I’m sitting here on a rock on the edge of a cliff overlooking a valley and for whatever reason I’m reminded of the first time I ever got mad at God. Like really mad, like the kind of mad you get when you don’t talk to someone for years. When I was a little kid we had a good relationship, or well the kind the Churches’ make you believe is good. You know the kind where you wholeheartedly believe in Hell so you are scared to do anything wrong, because burning for eternity just doesn’t sound pleasant. So I used to pray every night, mostly for things like no floods, no volcanoes, no earthquakes, you know the kind of things all kids pray about. Then my grandma got sick and the nature of my prayers changed. I knew a lot for a kid and I always knew from things that I would over hear and the way all of the adults acted things were worse than they were telling us. You could see the sadness written all over everyone, but none like my Grandpa. One look in his sad eyes and you knew that things were grim. So the prayers became “please don’t let my grandma die”. I cried, I bargained….you know the “I’ll never be bad if you just let her live” kind of bargaining. We all do it at times of desperation when you know the only hope you have is if God almighty steps in and creates a miracle for you. There was no miracle, about 6 months after my Grandma had announced (as cool as you can imagine while peeling carrots) she had cancer. This is what started my rage at God.

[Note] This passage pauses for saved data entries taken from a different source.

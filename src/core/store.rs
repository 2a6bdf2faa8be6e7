//! Gradebook store: owns the course record set and its persistence
//!
//! The full record set is loaded once at startup and the whole file is
//! rewritten after every successful mutation. Writes go through a temp
//! file in the same directory followed by a rename, so a crash mid-write
//! cannot leave a half-written gradebook behind.

use crate::core::models::Course;
use std::fmt;
use std::fs;
use std::io;
use std::path::{Path, PathBuf};

/// Failure outcome of a store operation
#[derive(Debug)]
pub enum StoreError {
    /// No record with the given course code exists
    NotFound(String),
    /// A record with the given course code already exists
    Duplicate(String),
    /// The gradebook file could not be written
    Io(io::Error),
    /// The record set could not be serialized
    Serialize(serde_json::Error),
}

impl fmt::Display for StoreError {
    fn fmt(&self, f: &mut fmt::Formatter<'_>) -> fmt::Result {
        match self {
            Self::NotFound(code) => write!(f, "Course '{code}' not found"),
            Self::Duplicate(code) => write!(f, "Course code '{code}' already exists"),
            Self::Io(e) => write!(f, "Failed to write gradebook file: {e}"),
            Self::Serialize(e) => write!(f, "Failed to serialize gradebook: {e}"),
        }
    }
}

impl std::error::Error for StoreError {
    fn source(&self) -> Option<&(dyn std::error::Error + 'static)> {
        match self {
            Self::Io(e) => Some(e),
            Self::Serialize(e) => Some(e),
            Self::NotFound(_) | Self::Duplicate(_) => None,
        }
    }
}

impl From<io::Error> for StoreError {
    fn from(e: io::Error) -> Self {
        Self::Io(e)
    }
}

impl From<serde_json::Error> for StoreError {
    fn from(e: serde_json::Error) -> Self {
        Self::Serialize(e)
    }
}

/// Sparse update for a course record
///
/// Only `Some` fields are applied; `None` fields keep their prior values.
/// The course code is the lookup key and is not updatable.
#[derive(Debug, Clone, Default)]
pub struct CourseUpdate {
    /// New course name
    pub name: Option<String>,
    /// New credit weight
    pub credits: Option<u32>,
    /// New semester number
    pub semester: Option<u32>,
    /// New score
    pub score: Option<f64>,
}

impl CourseUpdate {
    /// Returns `true` when no field is set
    #[must_use]
    pub const fn is_empty(&self) -> bool {
        self.name.is_none()
            && self.credits.is_none()
            && self.semester.is_none()
            && self.score.is_none()
    }

    /// Overwrite exactly the fields present in this update
    fn apply(&self, course: &mut Course) {
        if let Some(name) = &self.name {
            course.name.clone_from(name);
        }
        if let Some(credits) = self.credits {
            course.credits = credits;
        }
        if let Some(semester) = self.semester {
            course.semester = semester;
        }
        if let Some(score) = self.score {
            course.score = score;
        }
    }
}

/// The gradebook: an ordered set of course records bound to a file
///
/// Insertion order is preserved and uniqueness on `code` is enforced at
/// insert time. Every successful mutation rewrites the whole file.
#[derive(Debug)]
pub struct Gradebook {
    path: PathBuf,
    courses: Vec<Course>,
}

impl Gradebook {
    /// Load a gradebook from `path`, or start empty when the file is
    /// absent or unreadable.
    ///
    /// Startup is never blocked: a corrupt file logs a warning and yields
    /// an empty record set, an absent file starts empty silently.
    #[must_use]
    pub fn load<P: Into<PathBuf>>(path: P) -> Self {
        let path = path.into();
        let courses = match fs::read_to_string(&path) {
            Ok(content) => match serde_json::from_str(&content) {
                Ok(courses) => courses,
                Err(e) => {
                    crate::warn!("Ignoring corrupt gradebook file {}: {e}", path.display());
                    Vec::new()
                }
            },
            Err(_) => {
                crate::debug!("No gradebook file at {}; starting empty", path.display());
                Vec::new()
            }
        };
        Self { path, courses }
    }

    /// All course records in insertion order
    #[must_use]
    pub fn courses(&self) -> &[Course] {
        &self.courses
    }

    /// Number of records in the gradebook
    #[must_use]
    pub fn len(&self) -> usize {
        self.courses.len()
    }

    /// Returns `true` when the gradebook holds no records
    #[must_use]
    pub fn is_empty(&self) -> bool {
        self.courses.is_empty()
    }

    /// Find a record by its course code
    #[must_use]
    pub fn find(&self, code: &str) -> Option<&Course> {
        self.courses.iter().find(|c| c.code == code)
    }

    /// The file this gradebook persists to
    #[must_use]
    pub fn path(&self) -> &Path {
        &self.path
    }

    /// Append a new course record and persist the full set.
    ///
    /// # Errors
    /// Returns [`StoreError::Duplicate`] when a record with the same code
    /// already exists (no mutation, no persist), or a write failure from
    /// persisting.
    pub fn add(&mut self, course: Course) -> Result<(), StoreError> {
        if self.find(&course.code).is_some() {
            return Err(StoreError::Duplicate(course.code));
        }
        crate::info!("Adding course {}", course.code);
        self.courses.push(course);
        self.save()
    }

    /// Apply a sparse update to the record with the given code and persist.
    ///
    /// Fields absent from `update` retain their prior values. An update
    /// with no fields set still persists (and succeeds) for a known code.
    ///
    /// # Errors
    /// Returns [`StoreError::NotFound`] when no record matches `code`, or
    /// a write failure from persisting.
    pub fn update(&mut self, code: &str, update: &CourseUpdate) -> Result<(), StoreError> {
        let Some(course) = self.courses.iter_mut().find(|c| c.code == code) else {
            return Err(StoreError::NotFound(code.to_string()));
        };
        update.apply(course);
        crate::info!("Updated course {code}");
        self.save()
    }

    /// Remove the record with the given code and persist.
    ///
    /// # Errors
    /// Returns [`StoreError::NotFound`] when no record matches `code`
    /// (the record set is left unchanged), or a write failure from
    /// persisting.
    pub fn delete(&mut self, code: &str) -> Result<(), StoreError> {
        let Some(index) = self.courses.iter().position(|c| c.code == code) else {
            return Err(StoreError::NotFound(code.to_string()));
        };
        self.courses.remove(index);
        crate::info!("Deleted course {code}");
        self.save()
    }

    /// Rewrite the whole gradebook file via temp file + rename.
    ///
    /// A failed write leaves the in-memory record set as mutated; the
    /// next successful mutation persists it.
    fn save(&self) -> Result<(), StoreError> {
        let json = serde_json::to_string_pretty(&self.courses)?;
        let tmp = self.path.with_extension("json.tmp");
        fs::write(&tmp, json)?;
        fs::rename(&tmp, &self.path)?;
        crate::debug!(
            "Saved {} course(s) to {}",
            self.courses.len(),
            self.path.display()
        );
        Ok(())
    }
}

#[cfg(test)]
mod tests {
    use super::*;

    fn course(code: &str) -> Course {
        Course::new(code.to_string(), format!("{code} name"), 3, 1, 7.0)
    }

    #[test]
    fn test_update_apply_partial() {
        let mut c = course("CS2510");
        let update = CourseUpdate {
            score: Some(9.5),
            ..Default::default()
        };

        update.apply(&mut c);

        assert_eq!(c.name, "CS2510 name");
        assert_eq!(c.credits, 3);
        assert_eq!(c.semester, 1);
        assert!((c.score - 9.5).abs() < f64::EPSILON);
    }

    #[test]
    fn test_update_apply_all_fields() {
        let mut c = course("CS2510");
        let update = CourseUpdate {
            name: Some("Algorithms".to_string()),
            credits: Some(4),
            semester: Some(3),
            score: Some(6.75),
        };

        update.apply(&mut c);

        assert_eq!(c.code, "CS2510"); // code is never updatable
        assert_eq!(c.name, "Algorithms");
        assert_eq!(c.credits, 4);
        assert_eq!(c.semester, 3);
        assert!((c.score - 6.75).abs() < f64::EPSILON);
    }

    #[test]
    fn test_update_is_empty() {
        assert!(CourseUpdate::default().is_empty());
        assert!(!CourseUpdate {
            credits: Some(4),
            ..Default::default()
        }
        .is_empty());
    }

    #[test]
    fn test_error_display() {
        assert_eq!(
            StoreError::NotFound("CS0000".to_string()).to_string(),
            "Course 'CS0000' not found"
        );
        assert_eq!(
            StoreError::Duplicate("CS2510".to_string()).to_string(),
            "Course code 'CS2510' already exists"
        );
    }
}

I’d like to say I got past it quickly, but anyone who knows me will tell you I’m stubborn. This was a grudge I was planning to hold onto, because obviously it has to be someone’s fault when bad things happen. So I figured why not blame God, and sure enough every time life threw a curveball that I found unfair or painful I chucked it at God. I know I’m not alone in this you hear people all the time when something bad happens saying things like “God must not exist”, or “God is cruel”. I find it ironic that the very things that lead you away from the belief in God are the very same type of things that bring you back to a relationship. There comes a point when you’ve been knocked to your knees hard enough, when you can no longer see anything in the situation except for God. To make a long story short I finally found my belief and lost my anger. It’s not the same type of belief that it used to be since my belief is no longer based in fear or in a God that is only there to judge and punish. I use terms like Spirit, Universe, and on occasion Goddess, they all describe the same thing to me. I discovered a God that is Love, nothing more, nothing less, just Love.
So why am I reminded of this while sitting here enjoying the peace? I think it’s because sometimes you need to be reminded of how far you’ve come. Sometimes a memory is just there to remind you to always be grateful for every situation. It’s funny how if you try you can look back on any situation no matter how horrible at some point and find the roses that came from the thorns. Every event in our lives is there to teach us something, even death. Sometimes death no matter how unfair it seems can teach us how precious time is. We all know there really is only one true rule of life, it’s that none of us are getting out of her alive. So sitting here right now and seeing God in everything, every rock, every tree, and feeling God in the breeze that’s blowing through me reminds me of a time I couldn’t see that. So I close my eyes and say a silent thank you to Spirit for allowing me this kind of sight.